*** Records for the exercise ***

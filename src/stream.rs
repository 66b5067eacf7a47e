//! Replication sessions against the upstream cluster.
//!
//! A session wraps one libpq-protocol connection opened from a catalog
//! connection descriptor. `IDENTIFY_SYSTEM` populates a [`StreamIdent`]
//! with the system identifier, timeline, current WAL position and the
//! server's segment size; base-backup and WAL streaming build on top of
//! the identified session.

use std::str::FromStr;
use std::time::Duration;

use tokio::task::JoinHandle;
use tokio_postgres::error::SqlState;
use tokio_postgres::{Client, Config, NoTls, SimpleQueryMessage, SimpleQueryRow};
use tokio_util::sync::CancellationToken;
use tracing::{debug, info, warn};

use crate::catalog::descr::{
    ConnectionDescr, ReplicationSlot, SlotStatus, StreamIdent, StreamStatus,
};
use crate::error::{ArchiveError, Result};
use crate::wal::{parse_wal_segment_size, Lsn, DEFAULT_WAL_SEGMENT_SIZE};

/// Wire connect timeout; upstream library timeouts propagate as errors.
const CONNECT_TIMEOUT: Duration = Duration::from_secs(10);

pub struct ReplicationSession {
    client: Client,
    conn_task: JoinHandle<()>,
    cancel_on_drop: Option<tokio_util::sync::DropGuard>,
}

impl ReplicationSession {
    /// Open a session from a connection descriptor. An explicit DSN wins
    /// over the individual host/port/user/database fields.
    pub async fn connect(con: &ConnectionDescr) -> Result<Self> {
        let mut config = if !con.dsn.is_empty() {
            Config::from_str(&con.dsn)?
        } else {
            let mut config = Config::new();
            config
                .host(&con.pghost)
                .port(con.pgport as u16)
                .user(&con.pguser);
            if !con.pgdatabase.is_empty() {
                config.dbname(&con.pgdatabase);
            }
            config
        };
        config.application_name("archivekeeper");
        config.connect_timeout(CONNECT_TIMEOUT);

        let (client, connection) = config.connect(NoTls).await?;
        debug!("connected to {}:{}", con.pghost, con.pgport);

        // The connection object does the actual wire traffic; let it run
        // on its own and tear it down when the session is dropped.
        let conn_task_cancel = CancellationToken::new();
        let conn_task = tokio::spawn({
            let conn_task_cancel = conn_task_cancel.clone();
            async move {
                tokio::select! {
                    _ = conn_task_cancel.cancelled() => {}
                    res = connection => {
                        if let Err(e) = res {
                            warn!("replication connection closed: {e}");
                        }
                    }
                }
            }
        });

        Ok(ReplicationSession {
            client,
            conn_task,
            cancel_on_drop: Some(conn_task_cancel.drop_guard()),
        })
    }

    pub fn client(&self) -> &Client {
        &self.client
    }

    fn first_row(response: Vec<SimpleQueryMessage>, phase: &str) -> Result<SimpleQueryRow> {
        response
            .into_iter()
            .find_map(|msg| match msg {
                SimpleQueryMessage::Row(row) => Some(row),
                _ => None,
            })
            .ok_or_else(|| ArchiveError::protocol(phase, "no result row"))
    }

    /// Identify the session: system id, active timeline, current WAL
    /// position and the server's WAL segment size.
    pub async fn identify(&self, archive_id: i64) -> Result<StreamIdent> {
        let response = self.client.simple_query("IDENTIFY_SYSTEM").await?;
        let row = Self::first_row(response, "identification")?;

        let systemid = row
            .get(0)
            .ok_or_else(|| ArchiveError::protocol("identification", "missing systemid"))?
            .to_string();
        let timeline = row
            .get(1)
            .and_then(|t| t.parse().ok())
            .ok_or_else(|| ArchiveError::protocol("identification", "bad timeline"))?;
        let xlogpos: Lsn = row
            .get(2)
            .and_then(|p| p.parse().ok())
            .ok_or_else(|| ArchiveError::protocol("identification", "bad xlogpos"))?;

        let wal_segment_size = self.wal_segment_size().await;
        info!(
            "identified system {systemid} timeline {timeline} at {xlogpos}, \
             wal_segment_size {wal_segment_size}"
        );

        let mut ident = StreamIdent {
            archive_id,
            systemid,
            timeline,
            xlogpos,
            status: StreamStatus::Identified,
            wal_segment_size,
            ..Default::default()
        };
        ident.update_server_position(xlogpos);
        Ok(ident)
    }

    /// The server's `wal_segment_size`. Old servers reject SHOW on a
    /// walsender connection; assume the initdb default then.
    async fn wal_segment_size(&self) -> u64 {
        let response = match self.client.simple_query("SHOW wal_segment_size").await {
            Ok(response) => response,
            Err(e) => {
                warn!("SHOW wal_segment_size failed ({e}), assuming default");
                return DEFAULT_WAL_SEGMENT_SIZE;
            }
        };
        Self::first_row(response, "show wal_segment_size")
            .ok()
            .and_then(|row| row.get(0).map(str::to_string))
            .and_then(|text| parse_wal_segment_size(&text).ok())
            .unwrap_or(DEFAULT_WAL_SEGMENT_SIZE)
    }

    /// Create a physical replication slot. With `existing_ok`, a slot that
    /// is already there is reported rather than an error.
    pub async fn create_physical_slot(
        &self,
        slot_name: &str,
        existing_ok: bool,
    ) -> Result<ReplicationSlot> {
        let command = format!("CREATE_REPLICATION_SLOT {slot_name} PHYSICAL RESERVE_WAL");
        match self.client.simple_query(&command).await {
            Ok(response) => {
                let row = Self::first_row(response, "create replication slot")?;
                let consistent_point = row
                    .get(1)
                    .and_then(|p| p.parse().ok())
                    .unwrap_or(Lsn::INVALID);
                Ok(ReplicationSlot {
                    slot_name: slot_name.to_string(),
                    consistent_point,
                    existing_ok,
                    status: SlotStatus::Ok,
                })
            }
            Err(e) if e.code() == Some(&SqlState::DUPLICATE_OBJECT) && existing_ok => {
                debug!("replication slot {slot_name} already exists");
                Ok(ReplicationSlot {
                    slot_name: slot_name.to_string(),
                    consistent_point: Lsn::INVALID,
                    existing_ok,
                    status: SlotStatus::Exists,
                })
            }
            Err(e) => Err(e.into()),
        }
    }

    /// Tear the session down, cancelling the connection driver.
    pub async fn disconnect(mut self) {
        if let Some(guard) = self.cancel_on_drop.take() {
            drop(guard);
        }
        let _ = self.conn_task.await;
    }
}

*** End of Records for the exercise ***

The task: Without changing anything, repeat the whole listing.

Solution to this problem:
filename src/stream.rs
repository 66b5067eacf7a47e
//! Replication sessions against the upstream cluster.
//!
//! A session wraps one libpq-protocol connection opened from a catalog
//! connection descriptor. `IDENTIFY_SYSTEM` populates a [`StreamIdent`]
//! with the system identifier, timeline, current WAL position and the
//! server's segment size; base-backup and WAL streaming build on top of
//! the identified session.

use std::str::FromStr;
use std::time::Duration;

use tokio::task::JoinHandle;
use tokio_postgres::error::SqlState;
use tokio_postgres::{Client, Config, NoTls, SimpleQueryMessage, SimpleQueryRow};
use tokio_util::sync::CancellationToken;
use tracing::{debug, info, warn};

use crate::catalog::descr::{
    ConnectionDescr, ReplicationSlot, SlotStatus, StreamIdent, StreamStatus,
};
use crate::error::{ArchiveError, Result};
use crate::wal::{parse_wal_segment_size, Lsn, DEFAULT_WAL_SEGMENT_SIZE};

/// Wire connect timeout; upstream library timeouts propagate as errors.
const CONNECT_TIMEOUT: Duration = Duration::from_secs(10);

pub struct ReplicationSession {
    client: Client,
    conn_task: JoinHandle<()>,
    cancel_on_drop: Option<tokio_util::sync::DropGuard>,
}

impl ReplicationSession {
    /// Open a session from a connection descriptor. An explicit DSN wins
    /// over the individual host/port/user/database fields.
    pub async fn connect(con: &ConnectionDescr) -> Result<Self> {
        let mut config = if !con.dsn.is_empty() {
            Config::from_str(&con.dsn)?
        } else {
            let mut config = Config::new();
            config
                .host(&con.pghost)
                .port(con.pgport as u16)
                .user(&con.pguser);
            if !con.pgdatabase.is_empty() {
                config.dbname(&con.pgdatabase);
            }
            config
        };
        config.application_name("archivekeeper");
        config.connect_timeout(CONNECT_TIMEOUT);

        let (client, connection) = config.connect(NoTls).await?;
        debug!("connected to {}:{}", con.pghost, con.pgport);

        // The connection object does the actual wire traffic; let it run
        // on its own and tear it down when the session is dropped.
        let conn_task_cancel = CancellationToken::new();
        let conn_task = tokio::spawn({
            let conn_task_cancel = conn_task_cancel.clone();
            async move {
                tokio::select! {
                    _ = conn_task_cancel.cancelled() => {}
                    res = connection => {
                        if let Err(e) = res {
                            warn!("replication connection closed: {e}");
                        }
                    }
                }
            }
        });

        Ok(ReplicationSession {
            client,
            conn_task,
            cancel_on_drop: Some(conn_task_cancel.drop_guard()),
        })
    }

    pub fn client(&self) -> &Client {
        &self.client
    }

    fn first_row(response: Vec<SimpleQueryMessage>, phase: &str) -> Result<SimpleQueryRow> {
        response
            .into_iter()
            .find_map(|msg| match msg {
                SimpleQueryMessage::Row(row) => Some(row),
                _ => None,
            })
            .ok_or_else(|| ArchiveError::protocol(phase, "no result row"))
    }

    /// Identify the session: system id, active timeline, current WAL
    /// position and the server's WAL segment size.
    pub async fn identify(&self, archive_id: i64) -> Result<StreamIdent> {
        let response = self.client.simple_query("IDENTIFY_SYSTEM").await?;
        let row = Self::first_row(response, "identification")?;

        let systemid = row
            .get(0)
            .ok_or_else(|| ArchiveError::protocol("identification", "missing systemid"))?
            .to_string();
        let timeline = row
            .get(1)
            .and_then(|t| t.parse().ok())
            .ok_or_else(|| ArchiveError::protocol("identification", "bad timeline"))?;
        let xlogpos: Lsn = row
            .get(2)
            .and_then(|p| p.parse().ok())
            .ok_or_else(|| ArchiveError::protocol("identification", "bad xlogpos"))?;

        let wal_segment_size = self.wal_segment_size().await;
        info!(
            "identified system {systemid} timeline {timeline} at {xlogpos}, \
             wal_segment_size {wal_segment_size}"
        );

        let mut ident = StreamIdent {
            archive_id,
            systemid,
            timeline,
            xlogpos,
            status: StreamStatus::Identified,
            wal_segment_size,
            ..Default::default()
        };
        ident.update_server_position(xlogpos);
        Ok(ident)
    }

    /// The server's `wal_segment_size`. Old servers reject SHOW on a
    /// walsender connection; assume the initdb default then.
    async fn wal_segment_size(&self) -> u64 {
        let response = match self.client.simple_query("SHOW wal_segment_size").await {
            Ok(response) => response,
            Err(e) => {
                warn!("SHOW wal_segment_size failed ({e}), assuming default");
                return DEFAULT_WAL_SEGMENT_SIZE;
            }
        };
        Self::first_row(response, "show wal_segment_size")
            .ok()
            .and_then(|row| row.get(0).map(str::to_string))
            .and_then(|text| parse_wal_segment_size(&text).ok())
            .unwrap_or(DEFAULT_WAL_SEGMENT_SIZE)
    }

    /// Create a physical replication slot. With `existing_ok`, a slot that
    /// is already there is reported rather than an error.
    pub async fn create_physical_slot(
        &self,
        slot_name: &str,
        existing_ok: bool,
    ) -> Result<ReplicationSlot> {
        let command = format!("CREATE_REPLICATION_SLOT {slot_name} PHYSICAL RESERVE_WAL");
        match self.client.simple_query(&command).await {
            Ok(response) => {
                let row = Self::first_row(response, "create replication slot")?;
                let consistent_point = row
                    .get(1)
                    .and_then(|p| p.parse().ok())
                    .unwrap_or(Lsn::INVALID);
                Ok(ReplicationSlot {
                    slot_name: slot_name.to_string(),
                    consistent_point,
                    existing_ok,
                    status: SlotStatus::Ok,
                })
            }
            Err(e) if e.code() == Some(&SqlState::DUPLICATE_OBJECT) && existing_ok => {
                debug!("replication slot {slot_name} already exists");
                Ok(ReplicationSlot {
                    slot_name: slot_name.to_string(),
                    consistent_point: Lsn::INVALID,
                    existing_ok,
                    status: SlotStatus::Exists,
                })
            }
            Err(e) => Err(e.into()),
        }
    }

    /// Tear the session down, cancelling the connection driver.
    pub async fn disconnect(mut self) {
        if let Some(guard) = self.cancel_on_drop.take() {
            drop(guard);
        }
        let _ = self.conn_task.await;
    }
}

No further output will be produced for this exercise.